朱万户自上少林第二天,收到家书一封,言明女儿忽染重疾,带病在床,整夜干咳,偶有吐血,眼见得时日无多,要他回家安抚。

他虽然是个忘恩负义之徒,到底还念亲情,当天辞行下山,也不用仪仗车队,赶了快马加鞭,扬缰飞蹄纵龙驹,夕阳时分,便到了城门。

路上焦急,无须赘叙,他一发儿入了大门,过中门,出二门,进窄门,穿庭门,经此五重门户,方到东厢房外。

推开最后一道房门,抹过锦绣屏风,带别兽口香炉,直至床帏前,只见妻子朱氏以帕掩面,眼泪滴滴答答掉落,别过身,侧着脸,嘤嘤哭个不停。

他上前道:“英儿病症如何?大夫可请到府上看过了?”

朱氏泣声道:“英儿倒不病得严重,只是有些难活命。”

朱万户道:“夫人怎么说这样话,既然无病,怎的难活?”

他进前掀开被褥,眼前空无一人,心中不由咯噔一下,生出不好的预感,下意识握紧刀鞘,寒声道:“英儿在哪?夫人信中说她病了,而今人又不见,又说难活命。我懂了,你嫌弃她不是亲生骨肉,设计把她害了不是?”

朱氏越发哭得伤心,道:“英儿倒不曾被我害到,只怕一时三刻后,我们一家三口将共赴黄泉。”

朱万户提过她云领,道:“夫人把话讲得明白些,若有一点欺瞒,别怪我不念夫妻恩情!”

朱氏呜呜咽咽,语怀惊恐,声带悲惧,道:“自你上少林后,请了一帮子什么僧人到府上作法,可知内中有个年轻僧人,就是昔日仇子朱云,而今化名孤云和尚,找上门来索命。”

朱万户顿惊道:“当日你亲眼得见,我实实在在搠了一刀,难道他托大罗神仙搭救,活了过来?”

朱氏道:“妾身也不知个中隐情,但我认得是他,他左眉下有一道疤,是小时候贪玩磕了三尖石留下来的,不会有假。”

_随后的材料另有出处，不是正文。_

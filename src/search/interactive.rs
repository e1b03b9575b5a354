//! "Choose-your-own-schedule" interactive mode: a pluggable policy so the
//! search driver never special-cases stdin (spec §4.4, "Interactive mode";
//! §9 design note).

use std::io::{self, BufRead, Write};

/// A one-line summary of a pending state shown to the user (or a scripted
/// test) before a selection is made.
#[derive(Debug, Clone)]
pub struct StateSummary {
    pub index: usize,
    pub cost: f64,
    pub num_decisions_made: u32,
}

/// Chooses one of `candidates` by index. Implementations must re-prompt (or
/// otherwise never return an out-of-range index) rather than erroring, per
/// spec §7: "User input in interactive mode is re-prompted until it names a
/// valid index."
pub trait SelectionPolicy {
    fn select(&mut self, candidates: &[StateSummary]) -> usize;
}

/// Prompts on standard input, re-reading until a valid index is given.
pub struct StdinPolicy;

impl SelectionPolicy for StdinPolicy {
    fn select(&mut self, candidates: &[StateSummary]) -> usize {
        let stdin = io::stdin();
        loop {
            for c in candidates {
                println!("[{}] cost={:.3} decisions={}", c.index, c.cost, c.num_decisions_made);
            }
            print!("select a state> ");
            let _ = io::stdout().flush();
            let mut line = String::new();
            if stdin.lock().read_line(&mut line).is_err() {
                continue;
            }
            if let Ok(idx) = line.trim().parse::<usize>() {
                if idx < candidates.len() {
                    return idx;
                }
            }
            println!("invalid selection, try again");
        }
    }
}

/// Replays a fixed sequence of indices, clamped to the candidate count at
/// each call (used by tests and end-to-end scenario 3).
pub struct ScriptedPolicy {
    selections: std::vec::IntoIter<usize>,
}

impl ScriptedPolicy {
    pub fn new(selections: Vec<usize>) -> Self {
        ScriptedPolicy { selections: selections.into_iter() }
    }
}

impl SelectionPolicy for ScriptedPolicy {
    fn select(&mut self, candidates: &[StateSummary]) -> usize {
        let idx = self.selections.next().unwrap_or(0);
        idx.min(candidates.len().saturating_sub(1))
    }
}
//! The function DAG: a dense-indexed, read-only description of a pipeline's
//! functions, their region-required/region-computed relationships, and the
//! producer/consumer edges between them (spec §4.3).
//!
//! Construction (from a [`build::PipelineDescription`]) happens once per
//! pipeline and is never mutated afterward; the search explores schedules by
//! building [`crate::loop_nest::LoopNestArena`] snapshots that reference this
//! DAG by index, never by cloning it.

pub mod build;
pub mod node;

pub use build::{build_dag, CallSpec, ComputeOpCounts, FuncDef, MachineParams, PipelineDescription, RegionComputedSpec};
pub use node::{
    Edge, EdgeId, Loop, Node, NodeId, NodeSet, PipelineFeatures, ProducerDimBounds,
    RegionComputedInfo, Stage, StageId,
};

use crate::error::{AutoschedulerError, AutoschedulerResult};
use crate::symbolic::Bindings;

/// The pipeline's function graph: nodes stored in reverse realization order
/// (an output's `NodeId` is always lower than any of its producers'), plus
/// the edges between them and a flat stage index.
#[derive(Debug, Clone)]
pub struct FunctionDag {
    pub nodes: Vec<Node>,
    pub edges: Vec<Edge>,
    /// `stage_id_to_node[StageId(i).0] == NodeId` owning that stage.
    pub stage_id_to_node: Vec<NodeId>,
    pub machine_params: MachineParams,
}

impl FunctionDag {
    pub fn node(&self, id: NodeId) -> &Node {
        &self.nodes[id.0]
    }

    pub fn stage(&self, id: StageId) -> &Stage {
        let node = self.stage_id_to_node[id.0];
        &self.nodes[node.0].stages[0]
    }

    pub fn node_by_name(&self, name: &str) -> Option<&Node> {
        self.nodes.iter().find(|n| n.name == name)
    }

    pub fn num_stages(&self) -> usize {
        self.stage_id_to_node.len()
    }

    /// Outputs are always the lowest-id nodes with `is_output`. Consumers
    /// appear before producers, so this is just a linear scan from the front.
    pub fn outputs(&self) -> impl Iterator<Item = &Node> {
        self.nodes.iter().filter(|n| n.is_output)
    }

    /// Propagate `required` (indexed by `NodeId`, one [`crate::span::Span`]
    /// per dimension) upstream through every edge exactly once, in increasing
    /// `NodeId` order (consumer before producer) — spec §4.3's
    /// `required_to_computed`. Returns the per-node region-computed spans
    /// that result from feeding each node's accumulated region-required
    /// through its `region_computed` description.
    pub fn required_to_computed(
        &self,
        mut required: Vec<Vec<crate::span::Span>>,
    ) -> AutoschedulerResult<Vec<Vec<crate::span::Span>>> {
        if required.len() != self.nodes.len() {
            return Err(AutoschedulerError::internal(format!(
                "required_to_computed expected {} node entries, got {}",
                self.nodes.len(),
                required.len()
            )));
        }
        let mut computed = vec![Vec::new(); self.nodes.len()];

        for idx in 0..self.nodes.len() {
            let node = &self.nodes[idx];
            let mut env: Bindings = Bindings::new();
            for (dim, span) in required[idx].iter().enumerate() {
                env.insert(format!("req{dim}"), *span);
            }
            let mut node_computed = Vec::with_capacity(node.dims);
            for info in &node.region_computed {
                node_computed.push(info.interval.substitute(&env));
            }
            computed[idx] = node_computed.clone();

            // Expand every outgoing edge's footprint into its producer's
            // region-required, keyed by this node's own loop variables
            // (here approximated by the node's region-computed, since the
            // minimal front end has no separate loop-variable binding).
            for &edge_id in &node.outgoing_edges {
                let edge = &self.edges[edge_id.0];
                let mut loop_env: Bindings = Bindings::new();
                for (dim, span) in node_computed.iter().enumerate() {
                    loop_env.insert(format!("x{dim}"), *span);
                }
                let producer_idx = edge.producer.0;
                if required[producer_idx].is_empty() {
                    required[producer_idx] =
                        vec![crate::span::Span::empty(); self.nodes[producer_idx].dims];
                }
                edge.expand_footprint(&loop_env, &mut required[producer_idx]);
            }
        }

        Ok(computed)
    }
}
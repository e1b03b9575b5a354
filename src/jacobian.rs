//! Load Jacobians: the matrix of partial derivatives of a producer's access
//! coordinates with respect to a consumer's loop variables.
//!
//! A single call site can be hit through more than one access pattern (e.g.
//! an unrolled boundary case); [`Edge`](crate::dag::Edge) keeps a small list
//! of distinct Jacobians per edge and merges duplicates by incrementing a
//! multiplicity counter instead of storing the same matrix twice.

use crate::error::{AutoschedulerError, AutoschedulerResult};
use crate::rational::OptionalRational;

/// A `rows x cols` matrix of [`OptionalRational`] coefficients plus a
/// load-multiplicity counter.
///
/// `rows` indexes the producer's storage dimensions, `cols` the consumer's
/// loop dimensions. `count` is always `>= 1`; it is load-multiplicity
/// (accesses of this exact shape per consumer point), not a probability
/// weight, so composing two Jacobians multiplies counts rather than summing.
#[derive(Debug, Clone)]
pub struct LoadJacobian {
    rows: usize,
    cols: usize,
    coeffs: Vec<OptionalRational>,
    count: u64,
}

impl LoadJacobian {
    /// A freshly allocated Jacobian with every coefficient undefined and a
    /// multiplicity of 1.
    pub fn new(rows: usize, cols: usize) -> Self {
        LoadJacobian {
            rows,
            cols,
            coeffs: vec![OptionalRational::UNDEFINED; rows * cols],
            count: 1,
        }
    }

    /// The scalar `0x0` Jacobian: every cell trivially exists and is exact
    /// zero (a scalar producer/consumer has no coordinates to differentiate).
    pub fn scalar() -> Self {
        LoadJacobian { rows: 0, cols: 0, coeffs: Vec::new(), count: 1 }
    }

    pub fn rows(&self) -> usize {
        self.rows
    }

    pub fn cols(&self) -> usize {
        self.cols
    }

    pub fn count(&self) -> u64 {
        self.count
    }

    fn index(&self, row: usize, col: usize) -> usize {
        row * self.cols + col
    }

    pub fn get(&self, row: usize, col: usize) -> OptionalRational {
        if self.rows == 0 || self.cols == 0 {
            return OptionalRational::ZERO;
        }
        self.coeffs[self.index(row, col)]
    }

    pub fn set(&mut self, row: usize, col: usize, value: OptionalRational) {
        let idx = self.index(row, col);
        self.coeffs[idx] = value;
    }

    /// Whether every coefficient exists (no entry is the undefined rational).
    pub fn all_coeffs_exist(&self) -> bool {
        self.coeffs.iter().all(OptionalRational::exists)
    }

    /// Merge `other` into `self` iff they have equal dimensions and every
    /// coefficient is equal; on success, `count += other.count`. Commutative
    /// on matching matrices (equality and addition both are).
    pub fn merge(&mut self, other: &LoadJacobian) -> bool {
        if self.rows != other.rows || self.cols != other.cols {
            return false;
        }
        if self.coeffs != other.coeffs {
            return false;
        }
        self.count += other.count;
        true
    }

    /// `self * other`, row-by-column dotting: `result[i][j] = sum_k
    /// self[i][k] * other[k][j]`, poisoned to undefined by any undefined
    /// term in the dot chain. Requires `self.cols == other.rows`. Counts
    /// multiply (load-multiplicity composes multiplicatively, not additively
    /// — see `DESIGN.md` open question 1).
    pub fn compose(&self, other: &LoadJacobian) -> AutoschedulerResult<LoadJacobian> {
        if self.cols != other.rows {
            return Err(AutoschedulerError::internal(format!(
                "LoadJacobian::compose dimension mismatch: {}x{} * {}x{}",
                self.rows, self.cols, other.rows, other.cols
            )));
        }
        // Scalar producer or scalar consumer collapses to the (0,1) scalar case.
        if self.rows == 0 || other.cols == 0 {
            let mut result = LoadJacobian::new(self.rows, other.cols);
            result.count = self.count * other.count;
            return Ok(result);
        }
        let mut result = LoadJacobian::new(self.rows, other.cols);
        for i in 0..self.rows {
            for j in 0..other.cols {
                let mut acc = OptionalRational::ZERO;
                for k in 0..self.cols {
                    let term = self.get(i, k).mul(&other.get(k, j))?;
                    acc = acc.add(&term)?;
                }
                result.set(i, j, acc);
            }
        }
        result.count = self.count * other.count;
        Ok(result)
    }

    /// `self * factors`: scale column `j` by the integer `factors[j]`.
    /// `factors.len()` must equal `self.cols`.
    pub fn scale_columns(&self, factors: &[i64]) -> AutoschedulerResult<LoadJacobian> {
        if factors.len() != self.cols {
            return Err(AutoschedulerError::internal(format!(
                "LoadJacobian::scale_columns expected {} factors, got {}",
                self.cols,
                factors.len()
            )));
        }
        let mut result = self.clone();
        for j in 0..self.cols {
            let factor = OptionalRational::from_int(factors[j]);
            for i in 0..self.rows {
                let scaled = result.get(i, j).mul(&factor)?;
                result.set(i, j, scaled);
            }
        }
        Ok(result)
    }
}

朱逢春在房中踱步暗思,道:“近两日官府上有没有人来找?”

朱氏摇头道:“这却没有。”

朱逢春一颗心放下来,慰道:“如此说来,他只想复仇而未向朝廷告发,这件事还有挽回余地。他既勒你写信骗我回家,必打着亲自动手的主意,想他一个毛头小子,又有几分能耐?”

朱氏惶惶道:“他但不是孤身一人,那夜我与英儿被他捆住欲下杀手,走出个老者阻拦住。且对他说,报仇要找正主,欺负女儿家不算本事。言语间,并未把夫君放在心上,是以怕他真有本事。”

朱逢春按住刀,冷道:“我若是他,就该藏在府中,待我回来时突袭出手,才是最佳决断。现今我自安然无恙,府上高手如云,不消怕他一些鼠辈宵小!”

正自说间,外头听到呼喝声成浪成涛,跑进来一守卫报道:“大人,外面有个自称五岳盟主的叫门,扬言是大人的老爷。”

朱逢春道:“这就是贼人无疑了,且去看看他耍什么花招。”又吩咐手下:“内外看紧,不要放一个生面孔进来,把守严关,更不要让一个人出去!”

又唤道:“取我甲胄来!”即整肃衣冠,束了腕口、扎稳蛮狮带、勒紧明光铠、踏上软钉靴、抹光皓月刀。雄赳赳,气昂昂,出门迎敌。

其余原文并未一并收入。